Area of soft sand or grass – Also works inside for example in a hall
Space, cleared of obstacles
Relevance and Aims:
Running the Activity:
Half of the group are crabs and half are shells (if there is an odd number, a grown-up may have to join in as a shell!).
Shells – Stand in a row, bent forward, using their arms to make an opening
Crabs – put their hands behind their backs and crawl on hands and feet in a crab position. Start off away from the shells, possibly behind a starting line.
How to play
Begin by explaining what hermit crabs are and why it is important that they find a shell for protection when they grow.
The leader says ‘go’ and all crabs have to find a shell and get inside them by crawling underneath their open arms.
After the first round, everyone should have a shell and be happy.
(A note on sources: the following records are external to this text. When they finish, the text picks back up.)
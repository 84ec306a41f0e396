use std::path::PathBuf;

use thiserror::Error;

pub type Result<T> = std::result::Result<T, TargetError>;

#[derive(Debug, Error)]
pub enum TargetError {
    /// A numeric input is outside the range the grid can be built from.
    #[error("invalid {name} = {value}: {reason}")]
    InvalidParameter {
        name: &'static str,
        value: f64,
        reason: &'static str,
    },

    #[error("invalid color for {name}: {value:?}")]
    InvalidColor { name: &'static str, value: String },

    /// The canvas could not write its document.
    #[error("failed to persist {}: {source}", .path.display())]
    Persistence {
        path: PathBuf,
        #[source]
        source: std::io::Error,
    },

    #[error("rasterization failed: {0}")]
    Raster(String),
}

impl TargetError {
    pub(crate) fn invalid(name: &'static str, value: f64, reason: &'static str) -> Self {
        Self::InvalidParameter {
            name,
            value,
            reason,
        }
    }

    pub fn is_invalid_parameter(&self) -> bool {
        matches!(self, Self::InvalidParameter { .. })
    }
}
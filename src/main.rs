fn main() {
    if let Err(err) = moa_target::run() {
        eprintln!("error: {err:#}");
        std::process::exit(1);
    }
}
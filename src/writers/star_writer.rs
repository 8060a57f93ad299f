use crate::error::{ProcessingError, Result};
use crate::models::{StarTable, StarValue};
use crate::utils::constants::{DEFAULT_STAR_BLOCK, STAR_LABEL_PREFIX, STAR_MISSING_VALUE};
use std::io::Write;

pub struct StarWriter {
    block_name: String,
    label_prefix: String,
}

impl StarWriter {
    pub fn new() -> Self {
        Self {
            block_name: DEFAULT_STAR_BLOCK.to_string(),
            label_prefix: STAR_LABEL_PREFIX.to_string(),
        }
    }

    pub fn with_block_name(mut self, block_name: &str) -> Result<Self> {
        if block_name.is_empty() || block_name.chars().any(char::is_whitespace) {
            return Err(ProcessingError::Config(format!(
                "Invalid STAR data block name: '{}'",
                block_name
            )));
        }
        self.block_name = block_name.to_string();
        Ok(self)
    }

    /// Write a single data block with one loop holding the whole table
    pub fn write<W: Write>(&self, table: &StarTable, out: &mut W) -> Result<()> {
        writeln!(out, "data_{}", self.block_name)?;
        writeln!(out)?;
        writeln!(out, "loop_")?;
        for (i, column) in table.columns().iter().enumerate() {
            writeln!(out, "{}{} #{}", self.label_prefix, column, i + 1)?;
        }

        for row in table.rows() {
            let line = row
                .iter()
                .map(format_value)
                .collect::<Result<Vec<_>>>()?
                .join("\t");
            writeln!(out, "{}", line)?;
        }

        out.flush()?;
        Ok(())
    }

    pub fn write_to_string(&self, table: &StarTable) -> Result<String> {
        let mut buffer = Vec::new();
        self.write(table, &mut buffer)?;
        String::from_utf8(buffer)
            .map_err(|e| ProcessingError::InvalidFormat(format!("Invalid UTF-8: {}", e)))
    }
}

impl Default for StarWriter {
    fn default() -> Self {
        Self::new()
    }
}

fn format_value(value: &StarValue) -> Result<String> {
    match value {
        StarValue::Number(v) if v.is_nan() => Ok(STAR_MISSING_VALUE.to_string()),
        StarValue::Number(v) => Ok(v.to_string()),
        StarValue::Missing => Ok(STAR_MISSING_VALUE.to_string()),
        StarValue::Text(s) => format_text(s),
    }
}

/// Quote text that would otherwise split or start a quoted token. The quote
/// character is one the value does not contain.
fn format_text(s: &str) -> Result<String> {
    let needs_quotes =
        s.is_empty() || s.starts_with(['"', '\'']) || s.chars().any(char::is_whitespace);
    if !needs_quotes {
        return Ok(s.to_string());
    }

    match ['"', '\''].into_iter().find(|q| !s.contains(*q)) {
        Some(quote) => Ok(format!("{quote}{s}{quote}")),
        None => Err(ProcessingError::InvalidFormat(format!(
            "Cannot quote STAR value containing both quote characters: {}",
            s
        ))),
    }
}
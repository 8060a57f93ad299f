use crate::error::Result;
use crate::models::{
    AcquisitionMetadata, CoordinateRecord, CoordinateTable, StarColumn, StarTable, StarValue,
};
use crate::utils::constants::DEFAULT_IMAGE_EXT;
use tracing::{debug, warn};

/// Strip `prefix_ignore` leading and then `suffix_ignore` trailing characters
/// from an image name. Trimming past either end yields an empty string.
pub fn normalize_image_name(name: &str, prefix_ignore: usize, suffix_ignore: usize) -> String {
    let trimmed: Vec<char> = name.chars().skip(prefix_ignore).collect();
    let keep = trimmed.len().saturating_sub(suffix_ignore);
    trimmed[..keep].iter().collect()
}

#[derive(Debug, Clone, PartialEq)]
pub struct TransformOptions {
    pub image_ext: String,
    pub prefix_ignore: usize,
    pub suffix_ignore: usize,
    pub output_len: usize,

    /// Minimum particle score; `None` keeps every row that has a score.
    pub threshold: Option<f64>,

    pub acquisition: AcquisitionMetadata,
}

impl TransformOptions {
    pub fn new(output_len: usize) -> Self {
        Self {
            image_ext: DEFAULT_IMAGE_EXT.to_string(),
            prefix_ignore: 0,
            suffix_ignore: 0,
            output_len,
            threshold: None,
            acquisition: AcquisitionMetadata::default(),
        }
    }

    pub fn with_image_ext(mut self, image_ext: impl Into<String>) -> Self {
        self.image_ext = image_ext.into();
        self
    }

    pub fn with_trim(mut self, prefix_ignore: usize, suffix_ignore: usize) -> Self {
        self.prefix_ignore = prefix_ignore;
        self.suffix_ignore = suffix_ignore;
        self
    }

    /// A threshold of negative infinity is the same as no threshold.
    pub fn with_threshold(mut self, threshold: Option<f64>) -> Self {
        self.threshold = threshold.filter(|t| *t != f64::NEG_INFINITY);
        self
    }

    pub fn with_acquisition(mut self, acquisition: AcquisitionMetadata) -> Self {
        self.acquisition = acquisition;
        self
    }
}

/// Row counts after each filtering stage
#[derive(Debug, Clone, Copy, Default, PartialEq, Eq)]
pub struct TransformReport {
    pub input_rows: usize,
    pub length_matched: usize,
    pub output_rows: usize,
}

impl TransformReport {
    pub fn length_rejected(&self) -> usize {
        self.input_rows - self.length_matched
    }

    pub fn score_rejected(&self) -> usize {
        self.length_matched - self.output_rows
    }

    pub fn summary(&self) -> String {
        format!(
            "{} input rows, {} rejected by name length, {} rejected by score, {} particles written",
            self.input_rows,
            self.length_rejected(),
            self.score_rejected(),
            self.output_rows
        )
    }
}

pub struct CoordinateTransformer {
    options: TransformOptions,
}

impl CoordinateTransformer {
    pub fn new(options: TransformOptions) -> Self {
        Self { options }
    }

    /// Convert a coordinate table into a particle STAR table
    pub fn transform(&self, table: &CoordinateTable) -> Result<StarTable> {
        self.transform_with_report(table).map(|(star, _)| star)
    }

    pub fn transform_with_report(
        &self,
        table: &CoordinateTable,
    ) -> Result<(StarTable, TransformReport)> {
        let opts = &self.options;
        let mut report = TransformReport {
            input_rows: table.len(),
            ..Default::default()
        };

        // Names are normalized once and carried through both filters.
        let length_matched: Vec<(String, &CoordinateRecord)> = table
            .records
            .iter()
            .map(|r| {
                (
                    normalize_image_name(&r.image_name, opts.prefix_ignore, opts.suffix_ignore),
                    r,
                )
            })
            .filter(|(name, _)| name.chars().count() == opts.output_len)
            .collect();
        report.length_matched = length_matched.len();
        debug!(
            "{} of {} rows have a {}-character image name",
            report.length_matched, report.input_rows, opts.output_len
        );

        // Rows without a usable score are dropped even when no threshold is set.
        let survivors: Vec<(String, &CoordinateRecord)> = if table.has_score {
            let threshold = opts.threshold.unwrap_or(f64::NEG_INFINITY);
            length_matched
                .into_iter()
                .filter(|(_, r)| r.passes_threshold(threshold))
                .collect()
        } else {
            length_matched
        };
        report.output_rows = survivors.len();
        if table.has_score {
            debug!(
                "{} rows pass the score threshold {:?}",
                report.output_rows, opts.threshold
            );
        }

        let metadata = opts.acquisition.columns();
        let schema = self.schema(table.has_score, &metadata);
        let mut star = StarTable::with_capacity(schema, survivors.len());

        for (name, record) in survivors {
            let mut row = vec![
                StarValue::Text(format!("{}{}", name, opts.image_ext)),
                StarValue::Number(record.x_coord),
                StarValue::Number(record.y_coord),
            ];
            if table.has_score {
                row.push(record.score.into());
            }
            row.extend(metadata.iter().map(|(_, v)| StarValue::Number(*v)));
            star.push_row(row)?;
        }

        if star.is_empty() && !table.is_empty() {
            warn!("Every coordinate row was filtered out; the STAR table is empty");
        }

        Ok((star, report))
    }

    fn schema(&self, has_score: bool, metadata: &[(StarColumn, f64)]) -> Vec<StarColumn> {
        let mut columns = vec![
            StarColumn::MicrographName,
            StarColumn::CoordinateX,
            StarColumn::CoordinateY,
        ];
        if has_score {
            columns.push(StarColumn::ParticleScore);
        }
        columns.extend(metadata.iter().map(|(column, _)| *column));
        columns
    }
}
Then explain to them that you are a shell collector and you are collecting shells from the beach and take one ‘shell’ away. All crabs must then move away from the shells and start again. There will be one crab left with no home. Ask the group to think about what would happen to this crab, it would be eaten, or may have to move to another area. This crab is out and another shell is removed, continue taking a shell every round until only one is left. (In a similar way to musical chairs) This is the winner.
When one round is finished, make sure you swap over so that crabs become shells and shells become crabs. You can use this game to explain several different principals, depending on the age of the participants and the theme of the day.